DATASET RECORDS section start

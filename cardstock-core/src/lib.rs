//! Core store, listener, and task machinery for cardstock
//!
//! This crate provides the foundational abstractions for building an
//! event-driven state layer with centralized state management, following a
//! Redux-inspired architecture.
//!
//! # Core Concepts
//!
//! - **Action**: Events that describe state transitions
//! - **Store**: Centralized state container with reducer pattern
//! - **StateHandle**: Cloneable shared store with change notification and
//!   condition-wait
//! - **Listener**: Named reactive rule (change predicate + async reaction)
//! - **ListenerRuntime**: The dispatch loop that applies actions and spawns
//!   matching reactions
//! - **TaskManager**: Keyed async tasks (fetches) reporting back as actions
//!
//! # Basic Example
//!
//! ```ignore
//! use cardstock_core::prelude::*;
//!
//! #[derive(Clone, Debug)]
//! enum MyAction {
//!     Set(i32),
//!     DidDerive(i32),
//! }
//!
//! let mut runtime = ListenerRuntime::new(MyState::default(), reducer);
//!
//! // A rule: whenever Set lands, derive a follow-up value asynchronously.
//! runtime.listeners().on(
//!     "derive",
//!     |action, changed, _state| changed && matches!(action, MyAction::Set(_)),
//!     |_action, ctx| async move {
//!         let value = ctx.with(|s| s.value).await;
//!         ctx.dispatch(MyAction::DidDerive(value * 2));
//!     },
//! );
//!
//! let dispatcher = runtime.dispatcher();
//! tokio::spawn(runtime.run());
//! dispatcher.dispatch(MyAction::Set(21));
//! ```
//!
//! # Reaction Pattern
//!
//! Reactions may await backend calls and conditions over future state. Two
//! rules keep them well-behaved:
//!
//! 1. Re-read state after every await ([`ListenerCtx::with`]); never dispatch
//!    from a snapshot captured before the await.
//! 2. Bound every condition-wait ([`ListenerCtx::wait_for`] takes a timeout);
//!    an expired wait means the reaction abandons its dispatch, not that the
//!    system stalls.

pub mod action;
pub mod handle;
pub mod listener;
pub mod runtime;
pub mod store;
pub mod tasks;
pub mod testing;

// Core trait exports
pub use action::Action;

// Store exports
pub use store::{ComposedMiddleware, LoggingMiddleware, Middleware, NoopMiddleware, Reducer, Store};

// Shared state exports
pub use handle::{StateHandle, WaitTimeout};

// Listener exports
pub use listener::{Dispatcher, Listener, ListenerCtx, ListenerRegistry};
pub use runtime::ListenerRuntime;

// Task exports
pub use tasks::{TaskKey, TaskManager};

// Testing exports
pub use testing::{eventually, RecordingMiddleware};

// Re-export the cancellation token so downstream crates don't need a direct
// tokio-util dependency for shutdown plumbing.
pub use tokio_util::sync::CancellationToken;

/// Prelude module for convenient imports
pub mod prelude {
    pub use crate::action::Action;
    pub use crate::handle::{StateHandle, WaitTimeout};
    pub use crate::listener::{Dispatcher, ListenerCtx, ListenerRegistry};
    pub use crate::runtime::ListenerRuntime;
    pub use crate::store::{
        ComposedMiddleware, LoggingMiddleware, Middleware, NoopMiddleware, Reducer, Store,
    };
    pub use crate::tasks::{TaskKey, TaskManager};
    pub use crate::CancellationToken;
}
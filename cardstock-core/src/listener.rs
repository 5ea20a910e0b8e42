//! Listener registry: named reactive rules over store transitions
//!
//! A listener pairs a change predicate with an async reaction. Predicates
//! run synchronously on the dispatch loop against the post-transition
//! state; matching reactions are spawned as independent tasks. A reaction
//! may dispatch further actions (which re-enter the loop and can cascade
//! into other rules) and may block on a condition over future state via
//! [`ListenerCtx::wait_for`].

use std::future::Future;
use std::pin::Pin;
use std::sync::Arc;
use std::time::Duration;

use tokio::sync::mpsc;

use crate::action::Action;
use crate::handle::{StateHandle, WaitTimeout};

/// Sender half of the dispatch loop's action channel.
pub struct Dispatcher<A> {
    tx: mpsc::UnboundedSender<A>,
}

impl<A> Clone for Dispatcher<A> {
    fn clone(&self) -> Self {
        Self {
            tx: self.tx.clone(),
        }
    }
}

impl<A: Action> Dispatcher<A> {
    /// Wrap a raw action sender.
    pub fn new(tx: mpsc::UnboundedSender<A>) -> Self {
        Self { tx }
    }

    /// Enqueue an action on the dispatch loop.
    ///
    /// Actions enqueued after the runtime has shut down are dropped.
    pub fn dispatch(&self, action: A) {
        if let Err(err) = self.tx.send(action) {
            tracing::debug!(action = %err.0.name(), "dispatch after shutdown, action dropped");
        }
    }
}

/// Context handed to each listener invocation.
pub struct ListenerCtx<S, A: Action> {
    handle: StateHandle<S, A>,
    dispatcher: Dispatcher<A>,
}

impl<S, A: Action> Clone for ListenerCtx<S, A> {
    fn clone(&self) -> Self {
        Self {
            handle: self.handle.clone(),
            dispatcher: self.dispatcher.clone(),
        }
    }
}

impl<S, A> ListenerCtx<S, A>
where
    S: Send + Sync + 'static,
    A: Action,
{
    pub(crate) fn new(handle: StateHandle<S, A>, dispatcher: Dispatcher<A>) -> Self {
        Self { handle, dispatcher }
    }

    /// The shared state handle.
    pub fn handle(&self) -> &StateHandle<S, A> {
        &self.handle
    }

    /// The dispatcher feeding the loop that spawned this listener.
    pub fn dispatcher(&self) -> &Dispatcher<A> {
        &self.dispatcher
    }

    /// Enqueue a follow-up action.
    pub fn dispatch(&self, action: A) {
        self.dispatcher.dispatch(action);
    }

    /// Run `f` against the current state.
    ///
    /// Reactions must call this again after any await instead of reusing an
    /// earlier snapshot; the state may have moved on while they slept.
    pub async fn with<R>(&self, f: impl FnOnce(&S) -> R) -> R {
        self.handle.with(f).await
    }

    /// Block this reaction until `predicate` holds, or time out.
    pub async fn wait_for<F>(&self, predicate: F, timeout: Duration) -> Result<(), WaitTimeout>
    where
        F: FnMut(&S) -> bool,
    {
        self.handle.wait_for(predicate, timeout).await
    }
}

type BoxHandlerFuture = Pin<Box<dyn Future<Output = ()> + Send>>;
type Predicate<S, A> = Box<dyn Fn(&A, bool, &S) -> bool + Send + Sync>;
type Handler<S, A> = Arc<dyn Fn(A, ListenerCtx<S, A>) -> BoxHandlerFuture + Send + Sync>;

/// One reactive rule: a named change predicate plus an async reaction.
pub struct Listener<S, A: Action> {
    name: &'static str,
    predicate: Predicate<S, A>,
    handler: Handler<S, A>,
}

impl<S, A: Action> Listener<S, A> {
    /// The rule name, used for logging.
    pub fn name(&self) -> &'static str {
        self.name
    }

    pub(crate) fn matches(&self, action: &A, state_changed: bool, state: &S) -> bool {
        (self.predicate)(action, state_changed, state)
    }

    pub(crate) fn invoke(&self, action: A, ctx: ListenerCtx<S, A>) -> BoxHandlerFuture {
        (self.handler)(action, ctx)
    }
}

/// Registry of reactive rules evaluated after every dispatch.
pub struct ListenerRegistry<S, A: Action> {
    listeners: Vec<Listener<S, A>>,
}

impl<S, A: Action> Default for ListenerRegistry<S, A> {
    fn default() -> Self {
        Self::new()
    }
}

impl<S, A: Action> ListenerRegistry<S, A> {
    /// Create an empty registry.
    pub fn new() -> Self {
        Self {
            listeners: Vec::new(),
        }
    }

    /// Register a rule.
    ///
    /// `predicate` receives the dispatched action, the reducer's change
    /// indicator, and the post-transition state. `handler` is spawned as an
    /// independent task whenever the predicate matches; a panicking or
    /// failing handler never affects sibling rules.
    pub fn on<P, H, Fut>(&mut self, name: &'static str, predicate: P, handler: H) -> &mut Self
    where
        P: Fn(&A, bool, &S) -> bool + Send + Sync + 'static,
        H: Fn(A, ListenerCtx<S, A>) -> Fut + Send + Sync + 'static,
        Fut: Future<Output = ()> + Send + 'static,
    {
        self.listeners.push(Listener {
            name,
            predicate: Box::new(predicate),
            handler: Arc::new(move |action, ctx| Box::pin(handler(action, ctx))),
        });
        self
    }

    /// Number of registered rules.
    pub fn len(&self) -> usize {
        self.listeners.len()
    }

    /// Whether no rules are registered.
    pub fn is_empty(&self) -> bool {
        self.listeners.is_empty()
    }

    pub(crate) fn iter(&self) -> impl Iterator<Item = &Listener<S, A>> {
        self.listeners.iter()
    }
}

#[cfg(test)]
mod tests {
    use super::*;

    #[derive(Clone, Debug)]
    enum TestAction {
        Ping,
    }

    impl Action for TestAction {
        fn name(&self) -> &'static str {
            "Ping"
        }
    }

    #[test]
    fn test_registry_registration() {
        let mut registry: ListenerRegistry<(), TestAction> = ListenerRegistry::new();
        assert!(registry.is_empty());

        registry.on("ping", |_, _, _| true, |_action, _ctx| async {});

        assert_eq!(registry.len(), 1);
        let listener = registry.iter().next().expect("registered");
        assert_eq!(listener.name(), "ping");
        assert!(listener.matches(&TestAction::Ping, true, &()));
    }
}
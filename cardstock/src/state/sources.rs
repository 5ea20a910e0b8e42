//! Source store: the backend's source list

use crate::model::SourceDescriptor;

/// Cache of source descriptors, in backend ordering.
#[derive(Clone, Debug, Default, PartialEq)]
pub struct SourcesState {
    pub sources: Vec<SourceDescriptor>,
}

impl SourcesState {
    /// Replace the source list wholesale.
    pub fn replace(&mut self, sources: Vec<SourceDescriptor>) -> bool {
        if self.sources == sources {
            return false;
        }
        self.sources = sources;
        true
    }

    /// Whether a source with the given key is known.
    pub fn contains_key(&self, key: &str) -> bool {
        self.sources.iter().any(|s| s.key == key)
    }

    /// Drop the cached list.
    pub fn clear(&mut self) -> bool {
        if self.sources.is_empty() {
            return false;
        }
        self.sources.clear();
        true
    }
}
//! # drill_core - Futsal Drill Session Engine
//!
//! State engine behind an interactive futsal training board.
//!
//! ## Features
//! - Read-only drill catalog with level filtering (compiled-in JSON)
//! - Fixed-period session clock stepping the ball along a drill's path and
//!   counting completed laps ("passes")
//! - Playback state projecting the step onto balls, players and obstacles
//! - Difficulty dice and team randomizer
//! - Named workshops persisted to host key-value storage, with unsaved-change
//!   tracking in the session

pub mod catalog;
pub mod clock;
pub mod config;
pub mod difficulty;
pub mod error;
pub mod playback;
pub mod session;
pub mod teams;
pub mod workshop;

pub use catalog::{
    Cue, Drill, DrillCatalog, LevelFilter, Obstacle, ObstacleKind, Player, PlayerNumber, Point,
    Positions,
};
pub use clock::{ClockState, SessionClock, Tick, WallClock, TICK_PERIOD, TICK_PERIOD_MS};
pub use config::SessionConfig;
pub use difficulty::{Difficulty, DifficultyCatalog};
pub use error::{DrillError, Result};
pub use playback::PlaybackState;
pub use session::{DisplayOptions, Session, SessionError, SessionStatus};
pub use teams::Teams;
pub use workshop::{
    FileStore, KeyValueStore, MemoryStore, NewWorkshop, StorageError, StoreError, Workshop,
    WorkshopStore, DEFAULT_STORAGE_KEY,
};

// Version information
pub const VERSION: &str = env!("CARGO_PKG_VERSION");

DATASET RECORDS section end

**EXERCISE GOAL:**
Retype exactly the lines above, from the one with "pub fn dispatcher(&self)" through the one with "a panicking or", inclusive.

**REPLY:**
    pub fn dispatcher(&self) -> &Dispatcher<A> {
        &self.dispatcher
    }

    /// Enqueue a follow-up action.
    pub fn dispatch(&self, action: A) {
        self.dispatcher.dispatch(action);
    }

    /// Run `f` against the current state.
    ///
    /// Reactions must call this again after any await instead of reusing an
    /// earlier snapshot; the state may have moved on while they slept.
    pub async fn with<R>(&self, f: impl FnOnce(&S) -> R) -> R {
        self.handle.with(f).await
    }

    /// Block this reaction until `predicate` holds, or time out.
    pub async fn wait_for<F>(&self, predicate: F, timeout: Duration) -> Result<(), WaitTimeout>
    where
        F: FnMut(&S) -> bool,
    {
        self.handle.wait_for(predicate, timeout).await
    }
}

type BoxHandlerFuture = Pin<Box<dyn Future<Output = ()> + Send>>;
type Predicate<S, A> = Box<dyn Fn(&A, bool, &S) -> bool + Send + Sync>;
type Handler<S, A> = Arc<dyn Fn(A, ListenerCtx<S, A>) -> BoxHandlerFuture + Send + Sync>;

/// One reactive rule: a named change predicate plus an async reaction.
pub struct Listener<S, A: Action> {
    name: &'static str,
    predicate: Predicate<S, A>,
    handler: Handler<S, A>,
}

impl<S, A: Action> Listener<S, A> {
    /// The rule name, used for logging.
    pub fn name(&self) -> &'static str {
        self.name
    }

    pub(crate) fn matches(&self, action: &A, state_changed: bool, state: &S) -> bool {
        (self.predicate)(action, state_changed, state)
    }

    pub(crate) fn invoke(&self, action: A, ctx: ListenerCtx<S, A>) -> BoxHandlerFuture {
        (self.handler)(action, ctx)
    }
}

/// Registry of reactive rules evaluated after every dispatch.
pub struct ListenerRegistry<S, A: Action> {
    listeners: Vec<Listener<S, A>>,
}

impl<S, A: Action> Default for ListenerRegistry<S, A> {
    fn default() -> Self {
        Self::new()
    }
}

impl<S, A: Action> ListenerRegistry<S, A> {
    /// Create an empty registry.
    pub fn new() -> Self {
        Self {
            listeners: Vec::new(),
        }
    }

    /// Register a rule.
    ///
    /// `predicate` receives the dispatched action, the reducer's change
    /// indicator, and the post-transition state. `handler` is spawned as an
    /// independent task whenever the predicate matches; a panicking or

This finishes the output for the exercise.